O grupo feminista tem apoiado a advogada Dora Cavalcanti, cuja plataforma é centrada em questões relacionadas à diversidade. Duas das três curadoras do quinto título da série, por exemplo, integram sua chapa como candidatas a conselheiras.
Já a gestão atual é chefiada por Caio Augusto Silva dos Santos, que tenta a reeleição e virou alvo de questionamentos das outras chapas sob acusação de haver pouco protagonismo de mulheres e pessoas negras na OAB-SP.
Ele tem dito que desde o princípio abre espaço a esses quadros, que mais de 50% das comissões são presididas por advogadas e que as críticas vêm de adversários com “projetos pessoais”.
Há pouco mais de um ano, FemiJuris e ESA começaram a conversar para o relançamento dos cinco livros, sobre temas que vão do direito do trabalho à violência doméstica.
No primeiro trimestre de 2021, a tratativa esfriou, em parte porque as advogadas se incomodaram com o que viram como gestos racistas da direção da OAB paulista.

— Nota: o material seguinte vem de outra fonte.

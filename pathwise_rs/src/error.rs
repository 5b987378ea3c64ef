//! Error types for registration, matching and value resolution.
//!
//! Registration errors are fatal and returned from the builders. Structural
//! dispatch failures are *classifications* ([`MatchFailure`]) handed back as
//! plain values so help rendering and suggestion fallbacks can consume them
//! without unwinding. Parse and validation errors only happen after a
//! structural winner has been chosen, so they carry the token, the expected
//! type and the raw position for a user-facing message.

use serde::Serialize;
use thiserror::Error;

/// Raised while building a command tree.
///
/// Registration is all-or-nothing: when any of these is returned the tree is
/// left exactly as it was before the call.
#[derive(Debug, Clone, PartialEq, Eq, Error)]
pub enum RegistrationError {
    #[error("pathway '{candidate}' is ambiguous with '{existing}' in command '{command}'")]
    AmbiguousPathway {
        command: String,
        existing: String,
        candidate: String,
    },

    #[error("greedy argument '{argument}' must be the last positional of '{usage}'")]
    GreedyNotLast { argument: String, usage: String },

    #[error("command '{0}' is already registered")]
    DuplicateCommand(String),

    #[error("flag alias '{alias}' is declared twice in '{usage}'")]
    DuplicateFlag { alias: String, usage: String },

    #[error("{0} name must not be empty")]
    EmptyName(&'static str),

    #[error("unknown argument type '{0}'")]
    UnknownType(String),
}

/// Why no pathway accepted the input.
#[derive(Debug, Clone, Copy, PartialEq, Eq, Serialize)]
#[serde(rename_all = "snake_case")]
pub enum NoMatchReason {
    /// Input ran out before any terminal node was reached.
    Incomplete,
    /// A terminal was reached but raw tokens were left over.
    TrailingInput,
    /// No child of the deepest node accepted the token.
    Unrecognized,
}

/// A compact flag token contained characters no registered alias covers.
#[derive(Debug, Clone, PartialEq, Eq, Error)]
#[error("unknown flag(s) '{unknown}' in '{token}'")]
pub struct UnknownFlagError {
    pub token: String,
    /// Unmatched characters, comma separated.
    pub unknown: String,
    /// How many registered flags *were* recognised in the same token.
    pub recognised: usize,
}

/// Dispatch-time failure classification.
#[derive(Debug, Clone, PartialEq, Eq, Error, Serialize)]
#[serde(tag = "kind", rename_all = "snake_case")]
pub enum MatchFailure {
    #[error("unknown command '{label}'{}", did_you_mean(.suggestion))]
    UnknownCommand {
        label: String,
        suggestion: Option<String>,
    },

    #[error("unknown flag(s) '{unknown}' in '{token}'")]
    UnknownFlag {
        token: String,
        unknown: String,
        position: usize,
    },

    #[error("flag '{flag}' expects a value after '{token}'")]
    MissingFlagValue {
        flag: String,
        token: String,
        position: usize,
    },

    #[error("compact flag '{token}' mixes valued flags of different input types")]
    MixedFlagInputs { token: String, position: usize },

    #[error("{}", describe_no_match(.reason, .token, .suggestion, .closest))]
    NoMatchingPathway {
        reason: NoMatchReason,
        position: usize,
        token: Option<String>,
        suggestion: Option<String>,
        closest: Vec<String>,
    },
}

impl MatchFailure {
    pub(crate) fn unknown_flag(error: UnknownFlagError, position: usize) -> Self {
        MatchFailure::UnknownFlag {
            token: error.token,
            unknown: error.unknown,
            position,
        }
    }

    /// Raw token index the failure refers to (0 for unknown commands).
    pub fn position(&self) -> usize {
        match self {
            MatchFailure::UnknownCommand { .. } => 0,
            MatchFailure::UnknownFlag { position, .. }
            | MatchFailure::MissingFlagValue { position, .. }
            | MatchFailure::MixedFlagInputs { position, .. }
            | MatchFailure::NoMatchingPathway { position, .. } => *position,
        }
    }

    /// Usages closest to what was typed, if the failure carries any.
    pub fn closest_usages(&self) -> &[String] {
        match self {
            MatchFailure::NoMatchingPathway { closest, .. } => closest,
            _ => &[],
        }
    }

    pub fn is_flag_failure(&self) -> bool {
        matches!(
            self,
            MatchFailure::UnknownFlag { .. }
                | MatchFailure::MissingFlagValue { .. }
                | MatchFailure::MixedFlagInputs { .. }
        )
    }
}

fn did_you_mean(suggestion: &Option<String>) -> String {
    suggestion
        .as_deref()
        .map(|s| format!(" (did you mean '{}'?)", s))
        .unwrap_or_default()
}

fn describe_no_match(
    reason: &NoMatchReason,
    token: &Option<String>,
    suggestion: &Option<String>,
    closest: &[String],
) -> String {
    let mut message = match (reason, token.as_deref()) {
        (NoMatchReason::Incomplete, _) => "incomplete command".to_string(),
        (NoMatchReason::TrailingInput, Some(t)) => format!("unexpected trailing input '{}'", t),
        (NoMatchReason::TrailingInput, None) => "unexpected trailing input".to_string(),
        (NoMatchReason::Unrecognized, Some(t)) => format!("unrecognized argument '{}'", t),
        (NoMatchReason::Unrecognized, None) => "unrecognized argument".to_string(),
    };
    message.push_str(&did_you_mean(suggestion));
    if let Some(first) = closest.first() {
        message.push_str(&format!("; closest usage: {}", first));
    }
    message
}

/// A type parser rejected the token bound to its argument.
#[derive(Debug, Clone, PartialEq, Eq, Error, Serialize)]
#[error("invalid {expected} '{token}' at position {position}: {reason}")]
pub struct ArgumentParseError {
    pub token: String,
    pub expected: String,
    pub position: usize,
    pub reason: String,
}

impl ArgumentParseError {
    pub fn new(
        token: impl Into<String>,
        expected: impl Into<String>,
        reason: impl Into<String>,
    ) -> Self {
        Self {
            token: token.into(),
            expected: expected.into(),
            position: 0,
            reason: reason.into(),
        }
    }

    /// Attach the raw token index the parser was positioned at.
    pub fn at(mut self, position: usize) -> Self {
        self.position = position;
        self
    }
}

/// A validator rejected a bound or defaulted value.
#[derive(Debug, Clone, PartialEq, Eq, Error, Serialize)]
#[error("argument '{argument}' rejected: {reason}")]
pub struct ValidationError {
    pub argument: String,
    pub reason: String,
}

/// Everything `Dispatcher::dispatch` can fail with.
#[derive(Debug, Clone, PartialEq, Eq, Error, Serialize)]
#[serde(tag = "stage", content = "error", rename_all = "snake_case")]
pub enum DispatchError {
    #[error(transparent)]
    Match(#[from] MatchFailure),

    #[error(transparent)]
    Parse(#[from] ArgumentParseError),

    #[error(transparent)]
    Validation(#[from] ValidationError),
}

#[cfg(test)]
mod tests {
    use super::*;

    #[test]
    fn test_no_match_message_includes_closest_usage() {
        let failure = MatchFailure::NoMatchingPathway {
            reason: NoMatchReason::Unrecognized,
            position: 1,
            token: Some("gvie".into()),
            suggestion: Some("give".into()),
            closest: vec!["shop give <item>".into()],
        };
        let text = failure.to_string();
        assert!(text.contains("unrecognized argument 'gvie'"));
        assert!(text.contains("did you mean 'give'?"));
        assert!(text.contains("closest usage: shop give <item>"));
    }

    #[test]
    fn test_flag_failures_are_classified() {
        let unknown = MatchFailure::unknown_flag(
            UnknownFlagError {
                token: "-fx".into(),
                unknown: "x".into(),
                recognised: 1,
            },
            2,
        );
        assert!(unknown.is_flag_failure());
        assert_eq!(unknown.position(), 2);
        assert!(unknown.closest_usages().is_empty());
    }

    #[test]
    fn test_parse_error_position() {
        let err = ArgumentParseError::new("abc", "integer", "not a whole number").at(3);
        assert_eq!(err.position, 3);
        assert_eq!(
            err.to_string(),
            "invalid integer 'abc' at position 3: not a whole number"
        );
    }

    #[test]
    fn test_dispatch_error_from_validation() {
        let err: DispatchError = ValidationError {
            argument: "amount".into(),
            reason: "must be at least 1".into(),
        }
        .into();
        assert_eq!(
            err.to_string(),
            "argument 'amount' rejected: must be at least 1"
        );
    }
}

Em dezembro, sob pressão para injetar pluralidade na cúpula, a Ordem nacional aprovou a paridade de gênero (50% de mulheres) e de cotas raciais para 30% nos órgãos da entidade a partir das eleições.
Inicialmente, a ideia era a de que esse percentual valesse para cada degrau do poder interno –diretoria, conselhos e comissão. Na OAB, as chapas concorrentes devem apresentar candidatos para todos os postos em disputa, presidente, vice, conselheiros, suplentes etc.

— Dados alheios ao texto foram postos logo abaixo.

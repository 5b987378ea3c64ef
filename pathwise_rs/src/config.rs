//! Dispatch configuration.
//!
//! Loads an optional `pathwise.toml`; every key has a default, so an empty
//! or missing file behaves like `DispatchConfig::default()`.

use std::path::Path;

use serde::{Deserialize, Serialize};

/// File name looked up by [`DispatchConfig::load`].
pub const CONFIG_FILE: &str = "pathwise.toml";

#[derive(Debug, Clone, PartialEq, Eq, Deserialize, Serialize)]
#[serde(default)]
pub struct DispatchConfig {
    /// Match literals and command labels exactly instead of ignoring ASCII case.
    pub case_sensitive_literals: bool,
    /// Let the matcher skip an optional positional whose token belongs to a
    /// later position.
    pub optional_skipping: bool,
    /// Offer `-x` / `--name` completions.
    pub suggest_flags: bool,
    /// When completing an optional position, also offer candidates for the
    /// optional positions after it.
    pub overlapping_optional_suggestions: bool,
    /// Cap on returned suggestions; 0 means unlimited.
    pub max_suggestions: usize,
    /// Levenshtein threshold for "did you mean" hints.
    pub typo_distance: usize,
}

impl Default for DispatchConfig {
    fn default() -> Self {
        Self {
            case_sensitive_literals: false,
            optional_skipping: true,
            suggest_flags: true,
            overlapping_optional_suggestions: false,
            max_suggestions: 0,
            typo_distance: 2,
        }
    }
}

impl DispatchConfig {
    /// Load `pathwise.toml` from the given directory.
    /// Returns defaults if the file doesn't exist or is invalid.
    pub fn load(dir: &Path) -> Self {
        Self::load_from_path(&dir.join(CONFIG_FILE))
    }

    /// Load config from a specific path.
    pub fn load_from_path(path: &Path) -> Self {
        if !path.exists() {
            return Self::default();
        }

        match std::fs::read_to_string(path) {
            Ok(content) => match toml::from_str(&content) {
                Ok(config) => config,
                Err(e) => {
                    tracing::warn!(path = %path.display(), error = %e, "failed to parse config");
                    Self::default()
                }
            },
            Err(e) => {
                tracing::warn!(path = %path.display(), error = %e, "failed to read config");
                Self::default()
            }
        }
    }
}
//! One complete usage of a command.

use std::fmt;
use std::time::Duration;

use serde::{Deserialize, Serialize};

use crate::argument::{Argument, FlagData};
use crate::error::RegistrationError;
use crate::flags::FlagExtractor;

/// Opaque identifier of the code that runs when a pathway wins.
#[derive(Debug, Clone, PartialEq, Eq, Hash, Serialize, Deserialize)]
#[serde(transparent)]
pub struct HandlerRef(pub String);

impl fmt::Display for HandlerRef {
    fn fmt(&self, f: &mut fmt::Formatter<'_>) -> fmt::Result {
        f.write_str(&self.0)
    }
}

/// Ordered positional arguments plus the flags accepted alongside them.
#[derive(Debug, Clone)]
pub struct Pathway {
    arguments: Vec<Argument>,
    extractor: FlagExtractor,
    permission: Option<String>,
    cooldown: Option<Duration>,
    description: Option<String>,
    handler: Option<HandlerRef>,
    examples: Vec<String>,
}

impl Pathway {
    pub fn builder() -> PathwayBuilder {
        PathwayBuilder::default()
    }

    /// The no-argument pathway.
    pub fn empty() -> Self {
        Self {
            arguments: Vec::new(),
            extractor: FlagExtractor::default(),
            permission: None,
            cooldown: None,
            description: None,
            handler: None,
            examples: Vec::new(),
        }
    }

    pub fn arguments(&self) -> &[Argument] {
        &self.arguments
    }

    pub fn argument(&self, index: usize) -> Option<&Argument> {
        self.arguments.get(index)
    }

    pub fn flags(&self) -> &[FlagData] {
        self.extractor.flags()
    }

    pub fn flag_extractor(&self) -> &FlagExtractor {
        &self.extractor
    }

    pub fn permission(&self) -> Option<&str> {
        self.permission.as_deref()
    }

    pub fn cooldown(&self) -> Option<Duration> {
        self.cooldown
    }

    pub fn description(&self) -> Option<&str> {
        self.description.as_deref()
    }

    pub fn handler(&self) -> Option<&HandlerRef> {
        self.handler.as_ref()
    }

    pub fn examples(&self) -> &[String] {
        &self.examples
    }

    pub fn required_count(&self) -> usize {
        self.arguments.iter().filter(|a| a.is_required()).count()
    }

    /// Required positionals reduced to what decides matching: literal names
    /// (lower-cased) and value type identities.
    pub fn required_signature(&self) -> Vec<String> {
        self.arguments
            .iter()
            .filter(|a| a.is_required())
            .map(|a| {
                if a.is_literal() {
                    format!("literal:{}", a.name().to_ascii_lowercase())
                } else {
                    format!("{}{}", a.type_identity(), if a.is_greedy() { "..." } else { "" })
                }
            })
            .collect()
    }

    /// `label arg1 arg2 [--flag]`.
    pub fn format(&self, label: &str) -> String {
        let mut parts = vec![label.to_string()];
        parts.extend(self.arguments.iter().map(Argument::format));
        parts.extend(self.flags().iter().map(FlagData::format));
        parts.join(" ")
    }
}

#[derive(Default)]
pub struct PathwayBuilder {
    arguments: Vec<Argument>,
    flags: Vec<FlagData>,
    permission: Option<String>,
    cooldown: Option<Duration>,
    description: Option<String>,
    handler: Option<HandlerRef>,
    examples: Vec<String>,
}

impl PathwayBuilder {
    pub fn argument(mut self, argument: Argument) -> Self {
        self.arguments.push(argument);
        self
    }

    pub fn arguments<I>(mut self, arguments: I) -> Self
    where
        I: IntoIterator<Item = Argument>,
    {
        self.arguments.extend(arguments);
        self
    }

    pub fn flag(mut self, flag: FlagData) -> Self {
        self.flags.push(flag);
        self
    }

    pub fn permission(mut self, permission: impl Into<String>) -> Self {
        self.permission = Some(permission.into());
        self
    }

    pub fn cooldown(mut self, cooldown: Duration) -> Self {
        self.cooldown = Some(cooldown);
        self
    }

    pub fn describe(mut self, description: impl Into<String>) -> Self {
        self.description = Some(description.into());
        self
    }

    pub fn handler(mut self, handler: impl Into<String>) -> Self {
        self.handler = Some(HandlerRef(handler.into()));
        self
    }

    pub fn example(mut self, example: impl Into<String>) -> Self {
        self.examples.push(example.into());
        self
    }

    /// Fails on empty argument names or clashing flag aliases.
    pub fn build(self) -> Result<Pathway, RegistrationError> {
        if self.arguments.iter().any(|a| a.name().trim().is_empty()) {
            return Err(RegistrationError::EmptyName("argument"));
        }
        let usage = self
            .arguments
            .iter()
            .map(Argument::format)
            .collect::<Vec<_>>()
            .join(" ");
        let extractor = FlagExtractor::new(self.flags, &usage)?;
        Ok(Pathway {
            arguments: self.arguments,
            extractor,
            permission: self.permission,
            cooldown: self.cooldown,
            description: self.description,
            handler: self.handler,
            examples: self.examples,
        })
    }
}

Depois, a regra foi diluída para permitir que a reserva dessas vagas seja aplicada de forma geral.
Ou seja, pode-se adicionar mais negros na eleição para 160 postos de conselheiros estaduais (efetivos e suplentes) e compensar a falta deles em outras instâncias. E as cotas valem só para chapas eleitorais, não mais para atividades da ordem.

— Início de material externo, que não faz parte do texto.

//! Depth-first matching with backtracking.
//!
//! Starting at the root, the engine tries each child of the current node in
//! dispatch order. A child that accepts the token under the cursor gets a
//! cloned cursor advanced past the tokens it binds, and the walk recurses.
//! When a subtree fails the engine falls back to the next sibling; optional
//! children may also be skipped without consuming anything. Flag tokens are
//! taken off the raw axis before positional matching at every node, using the
//! flag scopes of the pathways passing through that node.
//!
//! Every failed `(node, raw position, flags consumed)` state is memoised, so a
//! node is explored at most once per cursor position.

use std::collections::HashMap;

use tracing::{debug, trace};

use super::{Binding, CommandTree, FlagBinding, NodeId, PathSearch, PathwayId, RawSpan};
use crate::argument::FlagData;
use crate::command::Command;
use crate::config::DispatchConfig;
use crate::cursor::Cursor;
use crate::error::{MatchFailure, NoMatchReason, UnknownFlagError};
use crate::flags::looks_like_flag;
use crate::input::ArgumentInput;
use crate::similar::suggest_similar;

/// Flag token consumed before the winning pathway is known.
#[derive(Debug, Clone, Copy, PartialEq, Eq, Hash)]
struct PendingFlag {
    token: usize,
    /// 1 for switches, 2 when a value token follows.
    width: usize,
}

#[derive(Debug, Clone)]
struct Walk<'a> {
    cursor: Cursor<'a>,
    bindings: Vec<(NodeId, RawSpan)>,
    flags: Vec<PendingFlag>,
}

impl Walk<'_> {
    fn raw(&self) -> usize {
        self.cursor.position().raw
    }

    fn bind(&mut self, node: NodeId, span: RawSpan) {
        self.bindings.push((node, span));
        self.cursor.skip_raw(span.len());
    }
}

#[derive(Debug, Clone, PartialEq, Eq, Hash)]
struct MemoKey {
    node: NodeId,
    raw: usize,
    flags: Vec<usize>,
}

#[derive(Debug, Clone)]
enum Miss {
    Flag(MatchFailure),
    Structural {
        reason: NoMatchReason,
        node: NodeId,
        position: usize,
    },
}

impl Miss {
    fn structural(reason: NoMatchReason, node: NodeId, position: usize) -> Self {
        Miss::Structural {
            reason,
            node,
            position,
        }
    }

    /// Flag failures outrank structural ones; deeper outranks shallower.
    fn rank(&self) -> (u8, usize) {
        match self {
            Miss::Flag(failure) => (1, failure.position()),
            Miss::Structural { position, .. } => (0, *position),
        }
    }
}

fn most_specific(current: Option<Miss>, next: Miss) -> Miss {
    match current {
        Some(current) if current.rank() >= next.rank() => current,
        _ => next,
    }
}

pub struct MatchEngine<'a> {
    tree: &'a CommandTree,
    input: &'a ArgumentInput,
    config: &'a DispatchConfig,
    failed: HashMap<MemoKey, Miss>,
    visits: usize,
}

impl<'a> MatchEngine<'a> {
    pub fn new(tree: &'a CommandTree, input: &'a ArgumentInput, config: &'a DispatchConfig) -> Self {
        Self {
            tree,
            input,
            config,
            failed: HashMap::new(),
            visits: 0,
        }
    }

    /// Match `input` (label at token 0) against the command's pathways.
    pub fn context_match(
        command: &'a Command,
        input: &'a ArgumentInput,
        config: &'a DispatchConfig,
    ) -> Result<PathSearch, MatchFailure> {
        MatchEngine::new(command.tree(), input, config).run()
    }

    /// Node visits made so far, memo hits included.
    pub fn visits(&self) -> usize {
        self.visits
    }

    pub fn run(&mut self) -> Result<PathSearch, MatchFailure> {
        let tree = self.tree;
        let root = tree.node(tree.root());
        let label = self.input.get(0).unwrap_or_default();
        if !root.accepts(label, self.config.case_sensitive_literals) {
            let labels = std::iter::once(root.argument().name())
                .chain(root.argument().aliases().iter().map(String::as_str));
            return Err(MatchFailure::UnknownCommand {
                label: label.to_string(),
                suggestion: suggest_similar(label, labels, self.config.typo_distance)
                    .map(str::to_string),
            });
        }

        let mut cursor = Cursor::new(self.input);
        cursor.skip_raw(1);
        let walk = Walk {
            cursor,
            bindings: Vec::new(),
            flags: Vec::new(),
        };

        match self.visit(tree.root(), walk) {
            Ok(search) => {
                debug!(
                    command = %tree.label(),
                    usage = %tree.pathway(search.pathway).format(tree.label()),
                    visits = self.visits,
                    "matched pathway"
                );
                Ok(search)
            }
            Err(miss) => {
                let failure = self.describe(miss);
                debug!(command = %tree.label(), visits = self.visits, %failure, "no pathway matched");
                Err(failure)
            }
        }
    }

    fn visit(&mut self, id: NodeId, mut walk: Walk<'a>) -> Result<PathSearch, Miss> {
        self.visits += 1;
        self.absorb_flags(id, &mut walk)?;

        let key = MemoKey {
            node: id,
            raw: walk.raw(),
            flags: walk.flags.iter().map(|f| f.token).collect(),
        };
        if let Some(miss) = self.failed.get(&key) {
            trace!(node = id.index(), raw = key.raw, "memoised failure");
            return Err(miss.clone());
        }

        let outcome = self.explore(id, walk);
        if let Err(miss) = &outcome {
            self.failed.insert(key, miss.clone());
        }
        outcome
    }

    fn explore(&mut self, id: NodeId, walk: Walk<'a>) -> Result<PathSearch, Miss> {
        let tree = self.tree;
        let node = tree.node(id);
        let position = walk.raw();

        let Some(token) = walk.cursor.current_raw().map(str::to_string) else {
            return match node.terminal() {
                Some(pathway) => self.finish(id, pathway, walk),
                None => Err(Miss::structural(NoMatchReason::Incomplete, id, position)),
            };
        };

        let mut failure: Option<Miss> = None;
        let mut accepted = false;

        for child in tree.children(id) {
            if !child.accepts(&token, self.config.case_sensitive_literals) {
                continue;
            }
            accepted = true;
            let width = if child.is_greedy() {
                self.input.len() - position
            } else {
                child.argument().arity()
            };
            if position + width > self.input.len() {
                failure = Some(most_specific(
                    failure,
                    Miss::structural(NoMatchReason::Incomplete, child.id(), self.input.len()),
                ));
                continue;
            }
            trace!(node = %child.label(), token = %token, width, "descending");
            let mut next = walk.clone();
            next.bind(child.id(), RawSpan::new(position, position + width));
            match self.visit(child.id(), next) {
                Ok(search) => return Ok(search),
                Err(miss) => failure = Some(most_specific(failure, miss)),
            }
        }

        if self.config.optional_skipping {
            for child in tree.children(id).filter(|c| c.is_optional()) {
                trace!(node = %child.label(), token = %token, "skipping optional");
                match self.visit(child.id(), walk.clone()) {
                    Ok(search) => return Ok(search),
                    Err(miss) => failure = Some(most_specific(failure, miss)),
                }
            }
        }

        let reason = if node.is_terminal() && !accepted {
            NoMatchReason::TrailingInput
        } else {
            NoMatchReason::Unrecognized
        };
        Err(most_specific(failure, Miss::structural(reason, id, position)))
    }

    /// Take flag tokens off the raw axis. A token counts as a flag when some
    /// pathway in this node's scope names it exactly or decomposes it
    /// completely.
    fn absorb_flags(&self, id: NodeId, walk: &mut Walk<'a>) -> Result<(), Miss> {
        let node = self.tree.node(id);
        loop {
            let position = walk.raw();
            let Some(token) = walk.cursor.current_raw() else {
                return Ok(());
            };
            if !looks_like_flag(token) {
                return Ok(());
            }
            let token = token.to_string();

            // An exact name anywhere in scope beats a compact decomposition.
            let mut recognised: Option<Vec<&FlagData>> = node
                .scope()
                .iter()
                .find_map(|&p| self.tree.pathway(p).flag_extractor().classify(&token))
                .map(|flag| vec![flag]);
            let mut partial: Option<UnknownFlagError> = None;
            for &pathway in node.scope() {
                if recognised.is_some() {
                    break;
                }
                let extractor = self.tree.pathway(pathway).flag_extractor();
                if extractor.is_empty() {
                    continue;
                }
                match extractor.extract(&token) {
                    Ok(flags) => {
                        recognised = Some(flags);
                        break;
                    }
                    Err(err) => {
                        if partial.as_ref().is_none_or(|p| err.recognised > p.recognised) {
                            partial = Some(err);
                        }
                    }
                }
            }

            let Some(flags) = recognised else {
                // Nothing recognised at all: leave it for positional matching.
                return match partial {
                    Some(err) if err.recognised > 0 => {
                        Err(Miss::Flag(MatchFailure::unknown_flag(err, position)))
                    }
                    _ => Ok(()),
                };
            };

            let valued: Vec<&FlagData> = flags.into_iter().filter(|f| !f.is_switch()).collect();
            let width = match valued.first() {
                None => 1,
                Some(first) => {
                    let input_type = first.input_type().map(|t| t.name().to_string());
                    if valued
                        .iter()
                        .any(|f| f.input_type().map(|t| t.name().to_string()) != input_type)
                    {
                        return Err(Miss::Flag(MatchFailure::MixedFlagInputs { token, position }));
                    }
                    if position + 1 >= self.input.len() {
                        return Err(Miss::Flag(MatchFailure::MissingFlagValue {
                            flag: first.name().to_string(),
                            token,
                            position,
                        }));
                    }
                    2
                }
            };
            trace!(token = %token, width, "flag");
            walk.flags.push(PendingFlag {
                token: position,
                width,
            });
            walk.cursor.skip_raw(width);
        }
    }

    /// Terminal reached with the input consumed. The winner must declare
    /// every flag that was absorbed on the way.
    fn finish(&self, terminal: NodeId, pathway: PathwayId, walk: Walk<'a>) -> Result<PathSearch, Miss> {
        let extractor = self.tree.pathway(pathway).flag_extractor();
        let mut flags = Vec::new();
        for pending in &walk.flags {
            let token = self.input.get(pending.token).unwrap_or_default();
            let resolved = match extractor.classify(token) {
                Some(flag) => vec![flag],
                None => extractor
                    .extract(token)
                    .map_err(|err| Miss::Flag(MatchFailure::unknown_flag(err, pending.token)))?,
            };
            let valued = resolved.iter().any(|f| !f.is_switch());
            if usize::from(valued) + 1 != pending.width {
                return Err(Miss::structural(
                    NoMatchReason::Unrecognized,
                    terminal,
                    pending.token,
                ));
            }
            for flag in resolved {
                flags.push(FlagBinding {
                    flag: flag.name().to_string(),
                    token: pending.token,
                    value: (!flag.is_switch()).then_some(pending.token + 1),
                });
            }
        }

        let bindings = walk
            .bindings
            .iter()
            .map(|(node, span)| Binding {
                argument: self.tree.node(*node).depth() - 1,
                node: *node,
                span: *span,
            })
            .collect();

        Ok(PathSearch {
            pathway,
            terminal,
            bindings,
            flags,
        })
    }

    fn describe(&self, miss: Miss) -> MatchFailure {
        match miss {
            Miss::Flag(failure) => failure,
            Miss::Structural {
                reason,
                node,
                position,
            } => {
                let token = match reason {
                    NoMatchReason::Incomplete => None,
                    _ => self.input.get(position).map(str::to_string),
                };
                let suggestion = token.as_deref().and_then(|t| {
                    let literals = self
                        .tree
                        .children(node)
                        .filter(|c| c.is_literal())
                        .flat_map(|c| {
                            std::iter::once(c.argument().name())
                                .chain(c.argument().aliases().iter().map(String::as_str))
                        });
                    suggest_similar(t, literals, self.config.typo_distance).map(str::to_string)
                });
                MatchFailure::NoMatchingPathway {
                    reason,
                    position,
                    token,
                    suggestion,
                    closest: self.tree.usages_through(node),
                }
            }
        }
    }
}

Se alguém se afastar de cargo, por exemplo, em teoria a composição pode ser 100% branca. E é possível também colocar todas as pessoas negras na suplência da chapa. Para a advocacia negra, a alteração serviu de brecha para alijá-la dos cargos de direção.
Todas as candidaturas são encabeçadas por brancos, com uma negra que pleiteia a vice-presidência: Lazara Carvalho, porta-voz do Elo – Incluir e Transformar, movimento que acusa a atual gestão de letargia no combate ao racismo e na promoção interna de diversidade. Ela compõe a chapa liderada por Dora Cavalcanti.
É nessa atmosfera bélica que entra o quiproquó com o relançamento dos livros da FemiJuris. Irritou sobretudo o tom da resposta ao questionamento das advogadas.
O email diz que, “visando proporcionar maior transparência”, a ESA levantou “os valores do serviço de assinatura da Amazon” arrecadados com a leitura de páginas dos cinco volumes.
Caso entendessem necessários, que “por gentileza” informassem uma conta bancária para o depósito dos royalties gerados: R$ 1,18.
Em nota à Folha, a ESA adota texto similar ao enviado às autoras. Diz que “pede desculpas pelo equívoco operacional ocasionado pela troca de equipe e por interpretações equivocadas no trânsito de informações”.
Isso teria levado, segundo a entidade, à publicação errada das obras e nas capas modificadas “sem a autorização formal das autoras e da atual diretoria da Escola Superior de Advocacia”.
A entidade informa, no entanto, que, “no período de disponibilidade dos referidos volumes na plataforma de e-commerce da Amazon, nenhum exemplar foi vendido, e foram lidas, pela modalidade Kindle Unlimited, um total de 126 páginas, acarretando royalties de R$ 1,18, que serão regularmente repassados às autoras”.
Os cinco títulos foram removidos “assim que o problema foi detectado, sendo certo que tais equívocos certamente não correspondem à nossa política de respeito ínsito ao trabalho acadêmico e educacional dos professores e profissionais vinculados à Escola”, conclui a ESA.
“A gente ainda está estudando essa indelicadeza e também essa falta de ética que aconteceu da parte deles”, afirma Vasconcelos. A fundadora da FemiJuris não descarta parcerias futuras, porém.
Diz esperar que a ESA “entenda nosso ponto de vista, o quanto é importante para o empoderamento da mulher advogada que esse relacionamento continue de uma maneira saudável, sem esse aproveitamento, digamos assim, que aparentou [existir] no meio dessa relação”.